Lance del Granada-Osasuna. Foto: LaLiga Santander.

El Granada CF perdió este pasado domingo ante Osasuna en el duelo correspondiente a la vigesimosegunda jornada de LaLiga (0-2). El cuadro navarro comenzó muy feroz. Los primeros compases fueron de gran dominio de los de Arrasate, que combinaron con facilidad y tuvieron varios acercamientos peligrosos en las primera acciones del choque.

Osasuna se adelantó en el marcador, pero el tanto fue anulado por fuera de juego previo de Budimir, que definió bastante bien y ajustó el remate al segundo palo. El cambio de sistema del Granada le permitió ver un poco de claridad, que fue avanzando en el terreno de juego para comenzar a llegar al área rival, aunque sin mucho acierto.

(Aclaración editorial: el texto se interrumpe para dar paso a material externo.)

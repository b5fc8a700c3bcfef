use std::fmt;
use std::str::FromStr;

use crate::error::ConnError;
use crate::frame::{Command, Frame};
use crate::headers::Headers;
use crate::serial::next_id;

/// STOMP protocol versions spoken by this client.
#[derive(Debug, Clone, Copy, PartialEq, Eq, Hash, PartialOrd, Ord)]
pub enum ProtocolVersion {
    V1_0,
    V1_1,
}

impl ProtocolVersion {
    pub const ALL: [ProtocolVersion; 2] = [ProtocolVersion::V1_0, ProtocolVersion::V1_1];

    pub fn as_str(&self) -> &'static str {
        match self {
            ProtocolVersion::V1_0 => "1.0",
            ProtocolVersion::V1_1 => "1.1",
        }
    }
}

impl fmt::Display for ProtocolVersion {
    fn fmt(&self, f: &mut fmt::Formatter<'_>) -> fmt::Result {
        f.write_str(self.as_str())
    }
}

impl FromStr for ProtocolVersion {
    type Err = ConnError;

    fn from_str(s: &str) -> Result<Self, Self::Err> {
        match s.trim() {
            "1.0" => Ok(ProtocolVersion::V1_0),
            "1.1" => Ok(ProtocolVersion::V1_1),
            other => Err(ConnError::UnsupportedProtocolVersion(other.to_string())),
        }
    }
}

/// Parameters of the CONNECT frame.
#[derive(Debug, Clone, Default)]
pub struct ConnectParams<'a> {
    pub versions: &'a [ProtocolVersion],
    pub host: &'a str,
    pub heartbeats: (u64, u64),
    pub login: Option<&'a str>,
    pub passcode: Option<&'a str>,
    pub headers: &'a [(String, String)],
}

/// Version-specific frame builders.
///
/// Selected once when the connection negotiates its version; callers build
/// every client frame through it instead of branching on the version.
pub trait ProtocolOps {
    fn connect_frame(&self, params: &ConnectParams<'_>) -> Frame;

    fn send_frame(&self, destination: &str, body: impl Into<Vec<u8>>, headers: &Headers) -> Frame;

    /// SUBSCRIBE with an `id` (generated when `headers` has none) and `ack`
    /// defaulting to `auto`.
    fn subscribe_frame(&self, destination: &str, headers: &Headers) -> Frame;

    /// UNSUBSCRIBE by subscription id.
    fn unsubscribe_frame(&self, id: &str, headers: &Headers) -> Frame;

    fn ack_frame(
        &self,
        message_id: &str,
        subscription: Option<&str>,
        headers: &Headers,
    ) -> Result<Frame, ConnError>;

    fn nack_frame(
        &self,
        message_id: &str,
        subscription: Option<&str>,
        headers: &Headers,
    ) -> Result<Frame, ConnError>;

    fn begin_frame(&self, transaction: &str, headers: &Headers) -> Frame {
        transaction_frame(Command::Begin, transaction, headers)
    }

    fn commit_frame(&self, transaction: &str, headers: &Headers) -> Frame {
        transaction_frame(Command::Commit, transaction, headers)
    }

    fn abort_frame(&self, transaction: &str, headers: &Headers) -> Frame {
        transaction_frame(Command::Abort, transaction, headers)
    }

    fn disconnect_frame(&self, headers: &Headers) -> Frame {
        let mut frame = Frame::new(Command::Disconnect.as_str());
        frame.headers.merge(headers);
        frame
    }

    fn heartbeat_frame(&self) -> Result<Frame, ConnError>;
}

fn transaction_frame(command: Command, transaction: &str, headers: &Headers) -> Frame {
    let mut frame = Frame::new(command.as_str());
    frame.headers.merge(headers);
    frame.headers.set("transaction", transaction);
    frame
}

impl ProtocolOps for ProtocolVersion {
    fn connect_frame(&self, params: &ConnectParams<'_>) -> Frame {
        let mut frame = Frame::new(Command::Connect.as_str());
        if params.versions.contains(&ProtocolVersion::V1_1) {
            let accept = params
                .versions
                .iter()
                .map(ProtocolVersion::as_str)
                .collect::<Vec<_>>()
                .join(",");
            frame.headers.set("accept-version", accept);
            frame.headers.set(
                "heart-beat",
                format!("{},{}", params.heartbeats.0, params.heartbeats.1),
            );
        }
        frame.headers.set("host", params.host);
        if let Some(login) = params.login {
            frame.headers.set("login", login);
        }
        if let Some(passcode) = params.passcode {
            frame.headers.set("passcode", passcode);
        }
        frame
            .headers
            .merge(params.headers.iter().map(|(k, v)| (k, v)));
        frame
    }

    fn send_frame(&self, destination: &str, body: impl Into<Vec<u8>>, headers: &Headers) -> Frame {
        let mut frame = Frame::new(Command::Send.as_str());
        frame.headers.merge(headers);
        frame.headers.set("destination", destination);
        frame.body = Some(body.into());
        frame
    }

    fn subscribe_frame(&self, destination: &str, headers: &Headers) -> Frame {
        let mut frame = Frame::new(Command::Subscribe.as_str());
        frame.headers.merge(headers);
        frame.headers.set("destination", destination);
        frame.headers.reverse_merge([("id", next_id("sub")), ("ack", "auto".to_string())]);
        frame
    }

    fn unsubscribe_frame(&self, id: &str, headers: &Headers) -> Frame {
        let mut frame = Frame::new(Command::Unsubscribe.as_str());
        frame.headers.merge(headers);
        frame.headers.set("id", id);
        frame
    }

    fn ack_frame(
        &self,
        message_id: &str,
        subscription: Option<&str>,
        headers: &Headers,
    ) -> Result<Frame, ConnError> {
        let mut frame = Frame::new(Command::Ack.as_str());
        frame.headers.merge(headers);
        frame.headers.set("message-id", message_id);
        if let ProtocolVersion::V1_1 = self {
            let sub = subscription.ok_or(ConnError::MissingHeader("subscription"))?;
            frame.headers.set("subscription", sub);
        }
        Ok(frame)
    }

    fn nack_frame(
        &self,
        message_id: &str,
        subscription: Option<&str>,
        headers: &Headers,
    ) -> Result<Frame, ConnError> {
        match self {
            ProtocolVersion::V1_0 => Err(ConnError::UnsupportedCommand {
                command: Command::Nack.as_str(),
                version: self.as_str(),
            }),
            ProtocolVersion::V1_1 => {
                let sub = subscription.ok_or(ConnError::MissingHeader("subscription"))?;
                let mut frame = Frame::new(Command::Nack.as_str());
                frame.headers.merge(headers);
                frame.headers.set("message-id", message_id);
                frame.headers.set("subscription", sub);
                Ok(frame)
            }
        }
    }

    fn heartbeat_frame(&self) -> Result<Frame, ConnError> {
        match self {
            ProtocolVersion::V1_0 => Err(ConnError::UnsupportedCommand {
                command: "heartbeat",
                version: self.as_str(),
            }),
            ProtocolVersion::V1_1 => Ok(Frame::heartbeat()),
        }
    }
}

#[cfg(test)]
mod tests {
    use super::*;

    #[test]
    fn subscribe_keeps_caller_id() {
        let mut h = Headers::new();
        h.set("id", "mine");
        let f = ProtocolVersion::V1_1.subscribe_frame("/queue/a", &h);
        assert_eq!(f.get_header("id"), Some("mine"));
        assert_eq!(f.get_header("ack"), Some("auto"));
    }

    #[test]
    fn connect_frame_for_plain_1_0_omits_negotiation_headers() {
        let params = ConnectParams {
            versions: &[ProtocolVersion::V1_0],
            host: "broker",
            ..ConnectParams::default()
        };
        let f = ProtocolVersion::V1_0.connect_frame(&params);
        assert!(f.get_header("accept-version").is_none());
        assert_eq!(f.get_header("host"), Some("broker"));
    }
}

Puertas tuvo una clara que erró ante Herrera. Además, los rojiblancos tuvieron otra jugada a los minutos que acabó con el esférico dentro de las mallas rojillas, pero el tanto también fue anulado por fuera de juego de Germán, que impidió que el fantástico tanto de Suárez subiera al marcador.

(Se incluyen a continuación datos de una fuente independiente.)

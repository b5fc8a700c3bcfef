use std::fmt;

use crate::headers::Headers;

/// STOMP commands understood by this client.
#[derive(Debug, Clone, Copy, PartialEq, Eq, Hash)]
pub enum Command {
    Connect,
    Stomp,
    Connected,
    Send,
    Subscribe,
    Unsubscribe,
    Ack,
    Nack,
    Begin,
    Commit,
    Abort,
    Disconnect,
    Message,
    Receipt,
    Error,
}

impl Command {
    pub fn as_str(&self) -> &'static str {
        match self {
            Command::Connect => "CONNECT",
            Command::Stomp => "STOMP",
            Command::Connected => "CONNECTED",
            Command::Send => "SEND",
            Command::Subscribe => "SUBSCRIBE",
            Command::Unsubscribe => "UNSUBSCRIBE",
            Command::Ack => "ACK",
            Command::Nack => "NACK",
            Command::Begin => "BEGIN",
            Command::Commit => "COMMIT",
            Command::Abort => "ABORT",
            Command::Disconnect => "DISCONNECT",
            Command::Message => "MESSAGE",
            Command::Receipt => "RECEIPT",
            Command::Error => "ERROR",
        }
    }

    /// Look up a command by its wire name. Unknown names return `None`.
    pub fn parse(name: &str) -> Option<Self> {
        let cmd = match name {
            "CONNECT" => Command::Connect,
            "STOMP" => Command::Stomp,
            "CONNECTED" => Command::Connected,
            "SEND" => Command::Send,
            "SUBSCRIBE" => Command::Subscribe,
            "UNSUBSCRIBE" => Command::Unsubscribe,
            "ACK" => Command::Ack,
            "NACK" => Command::Nack,
            "BEGIN" => Command::Begin,
            "COMMIT" => Command::Commit,
            "ABORT" => Command::Abort,
            "DISCONNECT" => Command::Disconnect,
            "MESSAGE" => Command::Message,
            "RECEIPT" => Command::Receipt,
            "ERROR" => Command::Error,
            _ => return None,
        };
        Some(cmd)
    }

    /// True for frames a broker sends to a client.
    pub fn is_server_command(&self) -> bool {
        matches!(
            self,
            Command::Connected | Command::Message | Command::Receipt | Command::Error
        )
    }
}

impl fmt::Display for Command {
    fn fmt(&self, f: &mut fmt::Formatter<'_>) -> fmt::Result {
        f.write_str(self.as_str())
    }
}

/// Bookkeeping carried alongside a frame that never reaches the wire.
#[derive(Debug, Clone, Copy, Default)]
pub(crate) struct FrameTag {
    /// Identity of the replay-buffer entry this frame belongs to.
    pub(crate) buffer_id: Option<u64>,
    /// Set on frames re-sent by a failover replay.
    pub(crate) replayed: bool,
}

/// A STOMP frame.
///
/// `Frame` contains the command (e.g. "SEND", "MESSAGE"), an ordered header
/// collection and the optional body bytes. A frame without a command is a
/// heartbeat and is written as a single LF.
#[derive(Debug, Clone, Default)]
pub struct Frame {
    /// STOMP command; `None` for a heartbeat
    pub command: Option<String>,
    /// Ordered headers
    pub headers: Headers,
    /// Raw body bytes
    pub body: Option<Vec<u8>>,
    /// Character set of the body as declared by `content-type`. Only the
    /// STOMP 1.1 parser fills this in.
    pub charset: Option<String>,
    pub(crate) tag: FrameTag,
}

impl Frame {
    /// Create a new frame with the given command and empty headers/body.
    ///
    /// Parameters
    /// - `command`: the STOMP command name (for example, `"SEND"` or
    ///   `"SUBSCRIBE"`). Accepts any type convertible into `String`.
    pub fn new(command: impl Into<String>) -> Self {
        Self {
            command: Some(command.into()),
            ..Self::default()
        }
    }

    /// A heartbeat frame: no command, no headers, no body.
    pub fn heartbeat() -> Self {
        Self::default()
    }

    pub fn is_heartbeat(&self) -> bool {
        self.command.is_none()
    }

    /// The command name, or `None` for a heartbeat.
    pub fn command(&self) -> Option<&str> {
        self.command.as_deref()
    }

    /// The typed command, if the name is a known STOMP command.
    pub fn kind(&self) -> Option<Command> {
        self.command.as_deref().and_then(Command::parse)
    }

    /// True when the frame carries the given command.
    pub fn is(&self, command: Command) -> bool {
        self.command.as_deref() == Some(command.as_str())
    }

    /// Add a header (builder style).
    ///
    /// Repeated names are appended, so the first value given for a name
    /// stays principal.
    pub fn header(mut self, key: impl ToString, value: impl ToString) -> Self {
        self.headers.append(key, value);
        self
    }

    /// Merge a set of headers into the frame (builder style). Names already
    /// present are overwritten.
    pub fn with_headers<K, V, I>(mut self, headers: I) -> Self
    where
        K: ToString,
        V: ToString,
        I: IntoIterator<Item = (K, V)>,
    {
        self.headers.merge(headers);
        self
    }

    /// Set the frame body (builder style).
    pub fn set_body(mut self, body: impl Into<Vec<u8>>) -> Self {
        self.body = Some(body.into());
        self
    }

    /// Request a RECEIPT for this frame (builder style).
    pub fn receipt(mut self, receipt_id: impl ToString) -> Self {
        self.headers.set("receipt", receipt_id);
        self
    }

    /// Get the principal value of a header by name.
    pub fn get_header(&self, key: &str) -> Option<&str> {
        self.headers.get(key)
    }

    /// The declared `content-length`, if present and numeric.
    pub fn content_length(&self) -> Option<usize> {
        self.headers
            .get("content-length")
            .and_then(|v| v.trim().parse().ok())
    }

    /// Make `content-length` match the body exactly. Frames without a body
    /// are left untouched.
    pub fn force_content_length(&mut self) {
        if let Some(body) = &self.body {
            self.headers.set("content-length", body.len());
        }
    }

    /// Split `content-type` into `(type, subtype, charset)`.
    ///
    /// `text/plain;charset=UTF-8` becomes `("text", "plain", Some("UTF-8"))`.
    pub fn content_type(&self) -> Option<(String, String, Option<String>)> {
        self.headers.get("content-type").and_then(parse_content_type)
    }

    /// The body as text, when it is valid UTF-8 and the frame does not declare
    /// a different character set.
    pub fn body_str(&self) -> Option<&str> {
        let body = self.body.as_deref()?;
        match self.charset.as_deref() {
            None => std::str::from_utf8(body).ok(),
            Some(cs) if is_utf8_compatible(cs) => std::str::from_utf8(body).ok(),
            Some(_) => None,
        }
    }

    pub(crate) fn buffer_id(&self) -> Option<u64> {
        self.tag.buffer_id
    }

    pub(crate) fn is_replayed(&self) -> bool {
        self.tag.replayed
    }
}

impl PartialEq for Frame {
    fn eq(&self, other: &Self) -> bool {
        self.command == other.command && self.headers == other.headers && self.body == other.body
    }
}

impl Eq for Frame {}

impl fmt::Display for Frame {
    fn fmt(&self, f: &mut fmt::Formatter<'_>) -> fmt::Result {
        match &self.command {
            Some(cmd) => writeln!(f, "Command: {}", cmd)?,
            None => return writeln!(f, "Heartbeat"),
        }
        for (k, v) in self.headers.iter() {
            writeln!(f, "{}: {}", k, v)?;
        }
        writeln!(
            f,
            "Body ({} bytes)",
            self.body.as_ref().map(Vec::len).unwrap_or(0)
        )
    }
}

pub(crate) fn parse_content_type(value: &str) -> Option<(String, String, Option<String>)> {
    let mut parts = value.split(';');
    let mime = parts.next()?.trim();
    let (ty, sub) = mime.split_once('/')?;
    let charset = parts.find_map(|p| {
        let (k, v) = p.trim().split_once('=')?;
        k.trim()
            .eq_ignore_ascii_case("charset")
            .then(|| v.trim().trim_matches('"').to_string())
    });
    Some((ty.trim().to_string(), sub.trim().to_string(), charset))
}

pub(crate) fn is_utf8_compatible(charset: &str) -> bool {
    ["utf-8", "utf8", "us-ascii", "ascii"]
        .iter()
        .any(|c| charset.eq_ignore_ascii_case(c))
}

#[cfg(test)]
mod tests {
    use super::*;

    #[test]
    fn content_type_with_charset() {
        let f = Frame::new("SEND").header("content-type", "text/plain; charset=\"ISO-8859-1\"");
        assert_eq!(
            f.content_type(),
            Some((
                "text".to_string(),
                "plain".to_string(),
                Some("ISO-8859-1".to_string())
            ))
        );
    }

    #[test]
    fn equality_ignores_tag() {
        let a = Frame::new("SEND").set_body("x");
        let mut b = a.clone();
        b.tag.replayed = true;
        b.tag.buffer_id = Some(9);
        assert_eq!(a, b);
    }
}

La segunda parte sirvió para que Osasuna volviera a mostrarse firme y sereno sobre el verde, con las ideas muy claras. Mientras tanto, el cuadro de Robert Moreno esperaba jugadas aisladas con las que pudiera arremeter frente a su rival.

▷ Leer  Oficial: Famara Diédhiou refuerza la delantera del Granada CF

En el ecuador del segundo acto, un imperioso David García, colosal con sus labores defensivas, voló y cabeceó un balón puesto por Rubén en un saque de esquina. La bola entró en la portería de Maximiano, que no tuvo tiempo para reaccionar ante ello.

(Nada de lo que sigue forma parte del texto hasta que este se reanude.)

//! TLS connector construction for `stomp+ssl://` brokers.

use rustls::client::WebPkiServerVerifier;
use rustls::client::danger::{HandshakeSignatureValid, ServerCertVerified, ServerCertVerifier};
use rustls::pki_types::{CertificateDer, PrivateKeyDer, ServerName, UnixTime};
use rustls::{CertificateError, DigitallySignedStruct, RootCertStore};
use std::fs::{self, File};
use std::io::BufReader;
use std::path::Path;
use std::sync::Arc;
use tokio::net::TcpStream;
use tokio_rustls::TlsConnector;
use tokio_rustls::client::TlsStream;

use crate::config::TlsOptions;
use crate::error::ConnError;

/// Run the TLS handshake over an established TCP stream.
pub async fn wrap(
    stream: TcpStream,
    options: &TlsOptions,
    host: &str,
) -> Result<TlsStream<TcpStream>, ConnError> {
    let (connector, server_name) = create_connector(options, host)?;
    connector
        .connect(server_name, stream)
        .await
        .map_err(|e| ConnError::Tls(format!("handshake with {} failed: {}", host, e)))
}

/// Build a connector and the SNI name for `host`.
pub fn create_connector(
    options: &TlsOptions,
    host: &str,
) -> Result<(TlsConnector, ServerName<'static>), ConnError> {
    let verifier: Arc<dyn ServerCertVerifier> = if options.verify {
        let roots = Arc::new(root_store(options)?);
        let webpki = WebPkiServerVerifier::builder(roots)
            .build()
            .map_err(|e| ConnError::Tls(format!("cannot build verifier: {}", e)))?;
        if options.check_hostname {
            webpki as Arc<dyn ServerCertVerifier>
        } else {
            Arc::new(NoHostnameCheck { inner: webpki })
        }
    } else {
        Arc::new(InsecureVerifier)
    };

    let builder = rustls::ClientConfig::builder()
        .dangerous()
        .with_custom_certificate_verifier(verifier);

    let config = match (&options.client_cert, &options.client_key) {
        (Some(cert), Some(key)) => builder
            .with_client_auth_cert(load_certs(cert)?, load_private_key(key)?)
            .map_err(|e| ConnError::Tls(format!("invalid client cert/key: {}", e)))?,
        (None, None) => builder.with_no_client_auth(),
        _ => {
            return Err(ConnError::Tls(
                "client_cert and client_key must be given together".to_string(),
            ));
        }
    };

    let name = options.server_name.as_deref().unwrap_or(host);
    let server_name = ServerName::try_from(name.to_string())
        .map_err(|_| ConnError::Tls(format!("invalid server name: {}", name)))?;

    Ok((TlsConnector::from(Arc::new(config)), server_name))
}

fn root_store(options: &TlsOptions) -> Result<RootCertStore, ConnError> {
    let mut store = RootCertStore::empty();
    let mut custom = false;
    if let Some(path) = &options.ca_file {
        add_certs(&mut store, load_certs(path)?)?;
        custom = true;
    }
    if let Some(dir) = &options.ca_dir {
        let entries = fs::read_dir(dir)
            .map_err(|e| ConnError::Tls(format!("cannot read CA directory {:?}: {}", dir, e)))?;
        for entry in entries.flatten() {
            let path = entry.path();
            let is_pem = path
                .extension()
                .and_then(|e| e.to_str())
                .is_some_and(|e| matches!(e, "pem" | "crt" | "cer"));
            if is_pem {
                add_certs(&mut store, load_certs(&path)?)?;
            }
        }
        custom = true;
    }
    if !custom {
        store.extend(webpki_roots::TLS_SERVER_ROOTS.iter().cloned());
    }
    Ok(store)
}

fn add_certs(store: &mut RootCertStore, certs: Vec<CertificateDer<'static>>) -> Result<(), ConnError> {
    for cert in certs {
        store
            .add(cert)
            .map_err(|e| ConnError::Tls(format!("invalid CA cert: {}", e)))?;
    }
    Ok(())
}

fn load_certs(path: &Path) -> Result<Vec<CertificateDer<'static>>, ConnError> {
    let file = File::open(path)
        .map_err(|e| ConnError::Tls(format!("cannot open cert file {:?}: {}", path, e)))?;
    let mut reader = BufReader::new(file);
    rustls_pemfile::certs(&mut reader)
        .collect::<Result<Vec<_>, _>>()
        .map_err(|e| ConnError::Tls(format!("invalid cert file {:?}: {}", path, e)))
}

fn load_private_key(path: &Path) -> Result<PrivateKeyDer<'static>, ConnError> {
    let file = File::open(path)
        .map_err(|e| ConnError::Tls(format!("cannot open key file {:?}: {}", path, e)))?;
    let mut reader = BufReader::new(file);
    loop {
        match rustls_pemfile::read_one(&mut reader)
            .map_err(|e| ConnError::Tls(format!("invalid key file {:?}: {}", path, e)))?
        {
            Some(rustls_pemfile::Item::Pkcs1Key(key)) => return Ok(key.into()),
            Some(rustls_pemfile::Item::Pkcs8Key(key)) => return Ok(key.into()),
            Some(rustls_pemfile::Item::Sec1Key(key)) => return Ok(key.into()),
            None => {
                return Err(ConnError::Tls(format!("no private key found in {:?}", path)));
            }
            _ => continue,
        }
    }
}

/// Full chain verification, but a certificate issued for another name is
/// accepted.
#[derive(Debug)]
struct NoHostnameCheck {
    inner: Arc<WebPkiServerVerifier>,
}

impl ServerCertVerifier for NoHostnameCheck {
    fn verify_server_cert(
        &self,
        end_entity: &CertificateDer<'_>,
        intermediates: &[CertificateDer<'_>],
        server_name: &ServerName<'_>,
        ocsp_response: &[u8],
        now: UnixTime,
    ) -> Result<ServerCertVerified, rustls::Error> {
        match self
            .inner
            .verify_server_cert(end_entity, intermediates, server_name, ocsp_response, now)
        {
            Err(rustls::Error::InvalidCertificate(
                CertificateError::NotValidForName | CertificateError::NotValidForNameContext { .. },
            )) => Ok(ServerCertVerified::assertion()),
            other => other,
        }
    }

    fn verify_tls12_signature(
        &self,
        message: &[u8],
        cert: &CertificateDer<'_>,
        dss: &DigitallySignedStruct,
    ) -> Result<HandshakeSignatureValid, rustls::Error> {
        self.inner.verify_tls12_signature(message, cert, dss)
    }

    fn verify_tls13_signature(
        &self,
        message: &[u8],
        cert: &CertificateDer<'_>,
        dss: &DigitallySignedStruct,
    ) -> Result<HandshakeSignatureValid, rustls::Error> {
        self.inner.verify_tls13_signature(message, cert, dss)
    }

    fn supported_verify_schemes(&self) -> Vec<rustls::SignatureScheme> {
        self.inner.supported_verify_schemes()
    }
}

#[derive(Debug)]
struct InsecureVerifier;

impl ServerCertVerifier for InsecureVerifier {
    fn verify_server_cert(
        &self,
        _: &CertificateDer<'_>,
        _: &[CertificateDer<'_>],
        _: &ServerName<'_>,
        _: &[u8],
        _: UnixTime,
    ) -> Result<ServerCertVerified, rustls::Error> {
        Ok(ServerCertVerified::assertion())
    }

    fn verify_tls12_signature(
        &self,
        _: &[u8],
        _: &CertificateDer<'_>,
        _: &DigitallySignedStruct,
    ) -> Result<HandshakeSignatureValid, rustls::Error> {
        Ok(HandshakeSignatureValid::assertion())
    }

    fn verify_tls13_signature(
        &self,
        _: &[u8],
        _: &CertificateDer<'_>,
        _: &DigitallySignedStruct,
    ) -> Result<HandshakeSignatureValid, rustls::Error> {
        Ok(HandshakeSignatureValid::assertion())
    }

    fn supported_verify_schemes(&self) -> Vec<rustls::SignatureScheme> {
        vec![
            rustls::SignatureScheme::RSA_PKCS1_SHA256,
            rustls::SignatureScheme::RSA_PKCS1_SHA384,
            rustls::SignatureScheme::RSA_PKCS1_SHA512,
            rustls::SignatureScheme::ECDSA_NISTP256_SHA256,
            rustls::SignatureScheme::ECDSA_NISTP384_SHA384,
            rustls::SignatureScheme::ECDSA_NISTP521_SHA512,
            rustls::SignatureScheme::RSA_PSS_SHA256,
            rustls::SignatureScheme::RSA_PSS_SHA384,
            rustls::SignatureScheme::RSA_PSS_SHA512,
            rustls::SignatureScheme::ED25519,
        ]
    }
}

Los de Arrasate se mostraron cómodos, y más después de este gol. Maximiano evitó que la renta fuera mayor, mientras que el resto de jugadores, impotentes en ciertos momentos, esperaban acciones que pudieran revertir lo sucedido.

Ya en los últimos minutos, Kike García puso el broche final con otro tanto, a pase de Vidal, con el que se desató la euforia en el banquillo visitante, que coge aire respecto a la zona de abajo, a la que se vuelve a enganchar el Granada -decimocuarto en la clasificación con 24 puntos- después de estas dos últimas derrotas ante Getafe y Osasuna, rivales directos y que luchan por el mismo objetivo; la permanencia.